International Journal of Molecular Sciences Review The Pentose Phosphate Pathway and Its Involvement in Cisplatin Resistance Isabella Giacomini 1, Eugenio Ragazzi 1 , Gianfranco Pasut 2 and Monica Montopoli 1,3,* 1 Department of Pharmaceutical and Pharmacological Sciences, University of Padua, Largo Egidio Meneghetti 2, 35131 Padova, Italy;
[email protected] (I.G.);
[email protected] (E.R.) 2 Department of Pharmaceutical and Pharmacological Sciences, University of Padua, Via Marzolo 5, 35131 Padova, Italy;
[email protected] 3 Veneto Institute of Molecular Medicine, Via Giuseppe Orus 2, 35129 Padova, Italy * Correspondence:
[email protected]; Tel.: +39-049-827-5090 Received: 30 December 2019; Accepted: 29 January 2020; Published: 31 January 2020 Abstract: Cisplatin is the first-line treatment for different types of solid tumors, such as ovarian, testicular, bladder, cervical, head and neck, lung, and esophageal cancers.
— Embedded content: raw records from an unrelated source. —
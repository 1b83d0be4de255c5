//! HTTP transport for the transfer engine.
//!
//! Thin glue only: handlers parse uploads, call into one shared
//! `TransferSession`, and translate engine errors to JSON error responses.
//! The session sits behind an async mutex, so concurrent requests against
//! the same process serialize instead of racing the shared snapshot.

use std::sync::Arc;

use axum::extract::DefaultBodyLimit;
use axum::routing::{get, post};
use axum::Router;
use tokio::sync::Mutex;
use tower_http::cors::CorsLayer;
use tower_http::trace::TraceLayer;

use retailflow_engine::TransferSession;

pub mod api;

/// Uploads above this size are rejected with 413.
pub const MAX_UPLOAD_BYTES: usize = 50 * 1024 * 1024;

/// Application state shared across HTTP handlers.
#[derive(Clone)]
pub struct AppState {
    /// The one dataset/analysis session this process serves.
    pub session: Arc<Mutex<TransferSession>>,
}

impl AppState {
    pub fn new() -> Self {
        Self {
            session: Arc::new(Mutex::new(TransferSession::new())),
        }
    }
}

impl Default for AppState {
    fn default() -> Self {
        Self::new()
    }
}

/// Build the application router.
pub fn build_router(state: AppState) -> Router {
    Router::new()
        .route("/", get(api::health))
        .route("/upload", post(api::upload))
        .route("/analyze", post(api::analyze))
        .route("/stores", get(api::stores))
        .route("/export", get(api::export))
        .route("/template", get(api::template))
        .layer(DefaultBodyLimit::max(MAX_UPLOAD_BYTES))
        .layer(CorsLayer::permissive())
        .layer(TraceLayer::new_for_http())
        .with_state(state)
}
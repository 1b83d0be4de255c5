//! Explicit analysis session.
//!
//! Holds at most one dataset snapshot and the most recent report. Loading a
//! new dataset replaces the snapshot and invalidates the previous report.
//! The session is an ordinary owned value with no interior locking; hosts
//! that share one session across concurrent requests must serialize access
//! to it (the HTTP layer wraps it in an async mutex).

use std::sync::Arc;

use serde::Serialize;

use crate::error::{EngineError, EngineResult};
use crate::evaluator::evaluate_variant;
use crate::normalizer::{normalize, RawTable};
use crate::report::{assemble, TransferReport};
use crate::store_metrics::{compute_store_metrics, StoreMetrics};
use crate::types::InventoryRecord;
use crate::variant::group_by_variant;

/// What a successful load tells the caller about the new snapshot.
#[derive(Clone, Debug, Serialize)]
pub struct DatasetSummary {
    pub record_count: usize,
    pub store_count: usize,
    pub stores: Vec<String>,
    /// Header list of the uploaded table, trimmed.
    pub columns: Vec<String>,
    pub dropped_rows: usize,
}

/// One dataset snapshot plus the most recent analysis over it.
#[derive(Clone, Debug, Default)]
pub struct TransferSession {
    records: Vec<InventoryRecord>,
    stores: Vec<String>,
    columns: Vec<String>,
    last_report: Option<Arc<TransferReport>>,
}

impl TransferSession {
    pub fn new() -> Self {
        Self::default()
    }

    pub fn is_loaded(&self) -> bool {
        !self.records.is_empty()
    }

    /// Replace the snapshot with a freshly normalized dataset. Any previous
    /// report no longer describes the current data and is dropped.
    pub fn load(&mut self, table: &RawTable) -> EngineResult<DatasetSummary> {
        let data = normalize(table)?;

        self.records = data.records;
        self.stores = data.stores;
        self.columns = table.headers.iter().map(|h| h.trim().to_string()).collect();
        self.last_report = None;

        Ok(DatasetSummary {
            record_count: self.records.len(),
            store_count: self.stores.len(),
            stores: self.stores.clone(),
            columns: self.columns.clone(),
            dropped_rows: data.dropped_rows,
        })
    }

    /// Per-store metrics for the current snapshot, recomputed on demand.
    pub fn store_metrics(&self) -> EngineResult<Vec<StoreMetrics>> {
        if !self.is_loaded() {
            return Err(EngineError::EmptyInput);
        }
        Ok(compute_store_metrics(&self.records, &self.stores))
    }

    /// Run the full pipeline over the current snapshot and retain the
    /// report. `top` truncates the recommendation list for presentation.
    pub fn analyze(&mut self, top: Option<usize>) -> EngineResult<Arc<TransferReport>> {
        if !self.is_loaded() {
            return Err(EngineError::EmptyInput);
        }

        let metrics = compute_store_metrics(&self.records, &self.stores);
        let groups = group_by_variant(&self.records);
        let variant_count = groups.len();

        let outcomes: Vec<_> = groups
            .iter()
            .filter_map(evaluate_variant)
            .collect();
        let multi_store = groups.iter().filter(|g| g.is_transfer_candidate()).count();

        let report = Arc::new(assemble(
            outcomes,
            metrics,
            self.records.len(),
            variant_count,
            multi_store,
            top,
        ));
        self.last_report = Some(Arc::clone(&report));
        Ok(report)
    }

    /// The most recent report, if an analysis has completed since the last
    /// load.
    pub fn last_report(&self) -> EngineResult<Arc<TransferReport>> {
        self.last_report
            .as_ref()
            .map(Arc::clone)
            .ok_or(EngineError::NotYetAnalyzed)
    }
}

#[cfg(test)]
mod tests {
    use super::*;
    use crate::normalizer::{RawRow, REQUIRED_COLUMNS};

    fn raw_row(store: &str, name: &str, sold: &str, stock: &str) -> RawRow {
        [
            ("store_name", store),
            ("product_code", "P-1001"),
            ("product_name", name),
            ("color", "White"),
            ("size", "M"),
            ("units_sold", sold),
            ("units_in_stock", stock),
        ]
        .iter()
        .map(|(k, v)| (k.to_string(), v.to_string()))
        .collect()
    }

    fn sample_table() -> RawTable {
        RawTable {
            headers: REQUIRED_COLUMNS.iter().map(|c| c.to_string()).collect(),
            rows: vec![
                raw_row("Harbor District", "Oxford Shirt", "8", "40"),
                raw_row("Midtown Central", "Oxford Shirt", "15", "25"),
            ],
        }
    }

    #[test]
    fn report_before_analysis_is_an_error() {
        let mut session = TransferSession::new();
        assert_eq!(session.last_report().unwrap_err(), EngineError::NotYetAnalyzed);
        session.load(&sample_table()).unwrap();
        assert_eq!(session.last_report().unwrap_err(), EngineError::NotYetAnalyzed);
    }

    #[test]
    fn analyze_without_dataset_is_empty_input() {
        let mut session = TransferSession::new();
        assert_eq!(session.analyze(None).unwrap_err(), EngineError::EmptyInput);
        assert_eq!(session.store_metrics().unwrap_err(), EngineError::EmptyInput);
    }

    #[test]
    fn load_then_analyze_produces_a_retained_report() {
        let mut session = TransferSession::new();
        let summary = session.load(&sample_table()).unwrap();
        assert_eq!(summary.record_count, 2);
        assert_eq!(summary.store_count, 2);

        let report = session.analyze(None).unwrap();
        assert_eq!(report.summary.total_recommendations, 1);
        assert_eq!(report.recommendations[0].quantity, 5);

        let again = session.last_report().unwrap();
        assert_eq!(again.summary.total_recommendations, 1);
    }

    #[test]
    fn reload_invalidates_previous_report() {
        let mut session = TransferSession::new();
        session.load(&sample_table()).unwrap();
        session.analyze(None).unwrap();

        session.load(&sample_table()).unwrap();
        assert_eq!(session.last_report().unwrap_err(), EngineError::NotYetAnalyzed);
    }

    #[test]
    fn reanalysis_of_unchanged_snapshot_is_identical() {
        let mut session = TransferSession::new();
        session.load(&sample_table()).unwrap();
        let first = serde_json::to_string(&*session.analyze(None).unwrap()).unwrap();
        let second = serde_json::to_string(&*session.analyze(None).unwrap()).unwrap();
        assert_eq!(first, second);
    }
}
The main problem related to its clinical use is the onset of drug resistance. In the last decades, among the studied molecular mechanisms of cisplatin resistance, metabolic reprogramming has emerged as a possible one. This review focuses on the pentose phosphate pathway (PPP) playing a pivotal role in maintaining the high cell proliferation rate and representing an advantage for cancer cells. In particular, the oxidative branch of PPP plays a role in oxidative stress and seems to be involved in cisplatin resistance. In light of these considerations, it has been demonstrated that overexpression and higher enzymatic activity of different enzymes of both oxidative and non-oxidative branches (such as glucose-6-phosphate dehydrogenase, 6-phosphogluconate dehydrogenase, and transketolase) increase cisplatin resistance, and their silencing or combined treatment with cisplatin could restore cisplatin sensitivity.